The Sensible Industrial Conglomerate: UT's Bid for Goodrich

I find the recent news that United Technologies is buying Goodrich to be yet another example of how much better-managed UT is than GE. And how UT chooses a large acquisition that serves common customers and/or provides additional products to complement existing lines at the company.

In contrast, GE's last really large purchase was RCA, years ago under Jack Welch. The firm got rid of most of RCA, but kept NBC. But, after decades of disappointing performance and management distractions, current CEO Immelt finally threw in the towel and undid Welch's deal.

The other quasi-sizable deal done by Welch, buying investment bank Kidder Peabody, also blew up from a trading desk scandal. It didn't fit with the rest of GE Capital, other than, well, they both involved finance.

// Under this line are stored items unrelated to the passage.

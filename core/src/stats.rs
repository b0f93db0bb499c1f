//! Run artifacts: the progress file, `stats.json`, resume scanning, and the
//! end-of-run summary.

use std::path::Path;
use std::process::Stdio;
use std::time::Duration;

use serde::Serialize;
use tokio::io::AsyncWriteExt;
use tokio::process::Command;
use tracing::{debug, warn};

use crate::error::RunnerError;
use crate::fmt::{fmt_duration, fmt_tokens};
use crate::result::IterationResult;

const SUMMARY_TIMEOUT: Duration = Duration::from_secs(60);
const SUMMARY_INPUT_LIMIT: usize = 30_000;
const PREVIEW_CHARS: usize = 500;

/// Highest iteration number recorded in a run directory, judged by
/// `iter-N.jsonl` artifacts. Zero for a fresh directory.
pub fn find_last_iteration(output_dir: &Path) -> u32 {
    let Ok(entries) = std::fs::read_dir(output_dir) else {
        return 0;
    };
    let mut last = 0;
    for entry in entries.flatten() {
        let name = entry.file_name();
        let Some(name) = name.to_str() else { continue };
        let Some(n) = name
            .strip_prefix("iter-")
            .and_then(|rest| rest.strip_suffix(".jsonl"))
            .and_then(|num| num.parse::<u32>().ok())
        else {
            continue;
        };
        last = last.max(n);
    }
    last
}

/// Write the progress file header for a fresh run.
pub fn seed_progress(progress_file: &Path, task: &str, started: &str) -> Result<(), RunnerError> {
    let header = format!("# Ralph Runner Progress\n\nTask: {task}\nStarted: {started}\n\n");
    std::fs::write(progress_file, header).map_err(|source| RunnerError::Artifact {
        path: progress_file.display().to_string(),
        source,
    })
}

/// Append one iteration's orchestrator-side summary to the progress file.
pub fn append_orchestrator_progress(
    progress_file: &Path,
    iteration: u32,
    result: &IterationResult,
    verify_passed: Option<bool>,
    verify_cmd: Option<&str>,
) -> Result<(), RunnerError> {
    let status = if result.hard_timed_out {
        "TIMED OUT (hard)".to_string()
    } else if result.idle_timed_out {
        "TIMED OUT (idle)".to_string()
    } else if result.exit_code != Some(0) {
        match result.exit_code {
            Some(code) => format!("FAILED (exit {code})"),
            None => "FAILED (no exit status)".to_string(),
        }
    } else {
        "OK".to_string()
    };

    let mut lines = vec![
        format!("\n---\n## [Orchestrator] Iteration {iteration} Summary"),
        format!("- **Status:** {status}"),
        format!("- **Duration:** {}", fmt_duration(result.duration)),
        format!("- **Cost:** ${:.4}", result.cost_usd),
        format!(
            "- **Tokens:** {} in / {} out",
            fmt_tokens(result.input_tokens),
            fmt_tokens(result.output_tokens)
        ),
    ];

    if verify_cmd.is_some() {
        if let Some(passed) = verify_passed {
            lines.push(format!(
                "- **Verify:** {}",
                if passed { "PASS" } else { "FAIL" }
            ));
        }
    }

    if !result.text.is_empty() {
        let mut preview = truncate_chars(&result.text, PREVIEW_CHARS)
            .trim()
            .to_string();
        if result.text.chars().count() > PREVIEW_CHARS {
            preview.push_str("...");
        }
        lines.push(format!(
            "\n<details><summary>Output preview</summary>\n\n{preview}\n\n</details>"
        ));
    }

    lines.push(String::new());

    let body = lines.join("\n");
    append_to_file(progress_file, &body)
}

fn append_to_file(path: &Path, body: &str) -> Result<(), RunnerError> {
    use std::io::Write;
    let map_err = |source| RunnerError::Artifact {
        path: path.display().to_string(),
        source,
    };
    let mut file = std::fs::OpenOptions::new()
        .create(true)
        .append(true)
        .open(path)
        .map_err(map_err)?;
    file.write_all(body.as_bytes()).map_err(map_err)
}

/// Run settings recorded verbatim in `stats.json`.
#[derive(Debug, Clone, Serialize)]
pub struct RunSettings {
    pub min_iterations: u32,
    pub max_iterations: u32,
    pub mode: String,
    pub timeout: u64,
    pub idle_timeout: u64,
    pub plan: bool,
    pub verify: Option<String>,
    pub internet: bool,
    pub model: String,
}

/// One row of the `stats.json` iterations table.
#[derive(Debug, Clone, Serialize)]
pub struct IterationRow {
    pub iteration: u32,
    pub status: String,
    pub duration_s: f64,
    pub cost_usd: f64,
    pub input_tokens: u64,
    pub output_tokens: u64,
    pub cache_read_tokens: u64,
    pub cache_write_tokens: u64,
    pub num_turns: u64,
    pub verify: Option<bool>,
}

impl IterationRow {
    pub fn from_result(iteration: u32, result: &IterationResult, verify: Option<bool>) -> Self {
        let status = if result.hard_timed_out {
            "timeout_hard".to_string()
        } else if result.idle_timed_out {
            "timeout_idle".to_string()
        } else if result.exit_code != Some(0) {
            match result.exit_code {
                Some(code) => format!("exit_{code}"),
                None => "no_exit_status".to_string(),
            }
        } else {
            "ok".to_string()
        };
        Self {
            iteration,
            status,
            duration_s: (result.duration.as_secs_f64() * 10.0).round() / 10.0,
            cost_usd: (result.cost_usd * 10_000.0).round() / 10_000.0,
            input_tokens: result.input_tokens,
            output_tokens: result.output_tokens,
            cache_read_tokens: result.cache_read_tokens,
            cache_write_tokens: result.cache_write_tokens,
            num_turns: result.num_turns,
            verify,
        }
    }
}

#[derive(Debug, Serialize)]
struct RunTotals {
    iterations: usize,
    duration_s: f64,
    cost_usd: f64,
    input_tokens: u64,
    output_tokens: u64,
    cache_read_tokens: u64,
    cache_write_tokens: u64,
    verify_passes: usize,
    verify_fails: usize,
}

#[derive(Debug, Serialize)]
struct RunStats<'a> {
    task: &'a str,
    started: &'a str,
    settings: &'a RunSettings,
    iterations: &'a [IterationRow],
    totals: RunTotals,
}

/// Rewrite `stats.json` with cumulative run data. Called after every
/// iteration so a killed run still leaves usable stats behind.
pub fn write_stats(
    output_dir: &Path,
    task: &str,
    started: &str,
    settings: &RunSettings,
    iterations: &[IterationRow],
) -> Result<(), RunnerError> {
    let totals = RunTotals {
        iterations: iterations.len(),
        duration_s: iterations.iter().map(|r| r.duration_s).sum(),
        cost_usd: iterations.iter().map(|r| r.cost_usd).sum(),
        input_tokens: iterations.iter().map(|r| r.input_tokens).sum(),
        output_tokens: iterations.iter().map(|r| r.output_tokens).sum(),
        cache_read_tokens: iterations.iter().map(|r| r.cache_read_tokens).sum(),
        cache_write_tokens: iterations.iter().map(|r| r.cache_write_tokens).sum(),
        verify_passes: iterations.iter().filter(|r| r.verify == Some(true)).count(),
        verify_fails: iterations
            .iter()
            .filter(|r| r.verify == Some(false))
            .count(),
    };
    let stats = RunStats {
        task,
        started,
        settings,
        iterations,
        totals,
    };
    let path = output_dir.join("stats.json");
    let json = serde_json::to_string_pretty(&stats).unwrap_or_default();
    std::fs::write(&path, json).map_err(|source| RunnerError::Artifact {
        path: path.display().to_string(),
        source,
    })
}

/// Ask a cheap model to summarize the progress file. Best effort: returns an
/// empty string when there is nothing to summarize or the child cannot run.
pub async fn generate_summary(claude_bin: &str, progress_file: &Path) -> String {
    let progress_text = match std::fs::read_to_string(progress_file) {
        Ok(text) => text,
        Err(e) => {
            debug!(error = %e, "no progress file to summarize");
            return String::new();
        }
    };
    if progress_text.trim().is_empty() {
        return String::new();
    }
    let truncated = progress_text.chars().count() > SUMMARY_INPUT_LIMIT;
    let mut progress_text = truncate_chars(&progress_text, SUMMARY_INPUT_LIMIT).to_string();
    if truncated {
        progress_text.push_str("\n\n[truncated]");
    }

    let prompt = format!(
        "Summarize what was accomplished across all iterations of this task. \
         Be concise — 5-10 bullet points max. Focus on concrete outcomes, \
         not process details.\n\nProgress file:\n\n{progress_text}"
    );

    let child = Command::new(claude_bin)
        .args(["-p", "--model", "haiku", "--output-format", "text"])
        .stdin(Stdio::piped())
        .stdout(Stdio::piped())
        .stderr(Stdio::piped())
        .kill_on_drop(true)
        .spawn();
    let mut child = match child {
        Ok(child) => child,
        Err(e) => {
            warn!(error = %e, "summary generation unavailable");
            return String::new();
        }
    };

    let output = async {
        if let Some(mut stdin) = child.stdin.take() {
            if let Err(e) = stdin.write_all(prompt.as_bytes()).await {
                debug!(error = %e, "failed to feed summary prompt");
            }
        }
        child.wait_with_output().await
    };

    match tokio::time::timeout(SUMMARY_TIMEOUT, output).await {
        Ok(Ok(output)) => String::from_utf8_lossy(&output.stdout).trim().to_string(),
        Ok(Err(e)) => {
            warn!(error = %e, "summary generation failed");
            String::new()
        }
        Err(_) => "(Summary generation timed out)".to_string(),
    }
}

/// Truncate to at most `max` characters without splitting a code point.
fn truncate_chars(s: &str, max: usize) -> &str {
    match s.char_indices().nth(max) {
        Some((idx, _)) => &s[..idx],
        None => s,
    }
}

#[cfg(test)]
mod tests {
    use super::*;

    fn ok_result() -> IterationResult {
        IterationResult {
            text: "did some work".to_string(),
            duration: Duration::from_secs(42),
            exit_code: Some(0),
            cost_usd: 0.1234,
            input_tokens: 1_000,
            output_tokens: 500,
            ..Default::default()
        }
    }

    #[test]
    fn last_iteration_scans_artifacts() {
        let dir = tempfile::tempdir().unwrap();
        for n in [1, 3, 7] {
            std::fs::write(dir.path().join(format!("iter-{n}.jsonl")), "{}").unwrap();
        }
        std::fs::write(dir.path().join("iter-4.txt"), "text only").unwrap();
        std::fs::write(dir.path().join("iter-nope.jsonl"), "junk").unwrap();
        std::fs::write(dir.path().join("progress.md"), "").unwrap();
        assert_eq!(find_last_iteration(dir.path()), 7);
    }

    #[test]
    fn last_iteration_empty_dir_is_zero() {
        let dir = tempfile::tempdir().unwrap();
        assert_eq!(find_last_iteration(dir.path()), 0);
        assert_eq!(find_last_iteration(&dir.path().join("missing")), 0);
    }

    #[test]
    fn progress_append_records_status_and_preview() {
        let dir = tempfile::tempdir().unwrap();
        let progress = dir.path().join("progress.md");
        seed_progress(&progress, "build a thing", "2026-08-29 10:00:00").unwrap();

        append_orchestrator_progress(&progress, 1, &ok_result(), Some(true), Some("make test"))
            .unwrap();
        let body = std::fs::read_to_string(&progress).unwrap();
        assert!(body.starts_with("# Ralph Runner Progress"));
        assert!(body.contains("## [Orchestrator] Iteration 1 Summary"));
        assert!(body.contains("**Status:** OK"));
        assert!(body.contains("**Verify:** PASS"));
        assert!(body.contains("did some work"));
    }

    #[test]
    fn progress_append_failure_statuses() {
        let dir = tempfile::tempdir().unwrap();
        let progress = dir.path().join("progress.md");

        let hard = IterationResult {
            hard_timed_out: true,
            exit_code: Some(137),
            ..Default::default()
        };
        append_orchestrator_progress(&progress, 2, &hard, None, None).unwrap();

        let crash = IterationResult {
            exit_code: Some(3),
            ..Default::default()
        };
        append_orchestrator_progress(&progress, 3, &crash, None, None).unwrap();

        let body = std::fs::read_to_string(&progress).unwrap();
        assert!(body.contains("**Status:** TIMED OUT (hard)"));
        assert!(body.contains("**Status:** FAILED (exit 3)"));
        assert!(!body.contains("**Verify:**"));
    }

    #[test]
    fn stats_json_totals() {
        let dir = tempfile::tempdir().unwrap();
        let settings = RunSettings {
            min_iterations: 2,
            max_iterations: 10,
            mode: "afk".to_string(),
            timeout: 900,
            idle_timeout: 120,
            plan: true,
            verify: Some("make test".to_string()),
            internet: false,
            model: "sonnet".to_string(),
        };
        let rows = vec![
            IterationRow::from_result(1, &ok_result(), Some(false)),
            IterationRow::from_result(2, &ok_result(), Some(true)),
        ];
        write_stats(dir.path(), "build a thing", "2026-08-29 10:00:00", &settings, &rows).unwrap();

        let raw = std::fs::read_to_string(dir.path().join("stats.json")).unwrap();
        let parsed: serde_json::Value = serde_json::from_str(&raw).unwrap();
        assert_eq!(parsed["task"], "build a thing");
        assert_eq!(parsed["settings"]["min_iterations"], 2);
        assert_eq!(parsed["iterations"][0]["status"], "ok");
        assert_eq!(parsed["iterations"][0]["verify"], false);
        assert_eq!(parsed["totals"]["iterations"], 2);
        assert_eq!(parsed["totals"]["input_tokens"], 2_000);
        assert_eq!(parsed["totals"]["verify_passes"], 1);
        assert_eq!(parsed["totals"]["verify_fails"], 1);
    }

    #[test]
    fn row_status_strings() {
        let idle = IterationResult {
            idle_timed_out: true,
            exit_code: None,
            ..Default::default()
        };
        assert_eq!(IterationRow::from_result(1, &idle, None).status, "timeout_idle");

        let unknown = IterationResult {
            exit_code: None,
            ..Default::default()
        };
        assert_eq!(
            IterationRow::from_result(1, &unknown, None).status,
            "no_exit_status"
        );
    }

    #[test]
    fn truncate_respects_char_boundaries() {
        assert_eq!(truncate_chars("héllo", 2), "hé");
        assert_eq!(truncate_chars("hi", 10), "hi");
    }
}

To see how these different approaches to conglomeration are expressed as performance, the first chart is of the past five years of prices for UT, GE and the S&P500 Index.

UT has clearly outperformed the diversified conglomerate, GE.

Looking back further, to 1970, before UT's restructuring, the two were rather similar in performance for almost 20 years. By the mid-1990s, UT's performance, which has been fairly consistent for 40 years, became even more consistent. In contrast, GE experienced more explosive short term growth due to GE Capital and some apparently generous accounting treatment of several units, which came under closer scrutiny after Welch departed. GE's performance fell significantly right away under Immelt, Welch's successor, then really disintegrated in 2008 due to GE Capital's precarious financial condition.

Diversified conglomerates went out of style, for good economic reasons, before Welch left GE. But UT's brand of related conglomeration which focuses on specific customer groups, technologies and/or products, continues to perform consistently well, when well-implemented.

Goodrich looks like another piece which will fit well into UT's operations.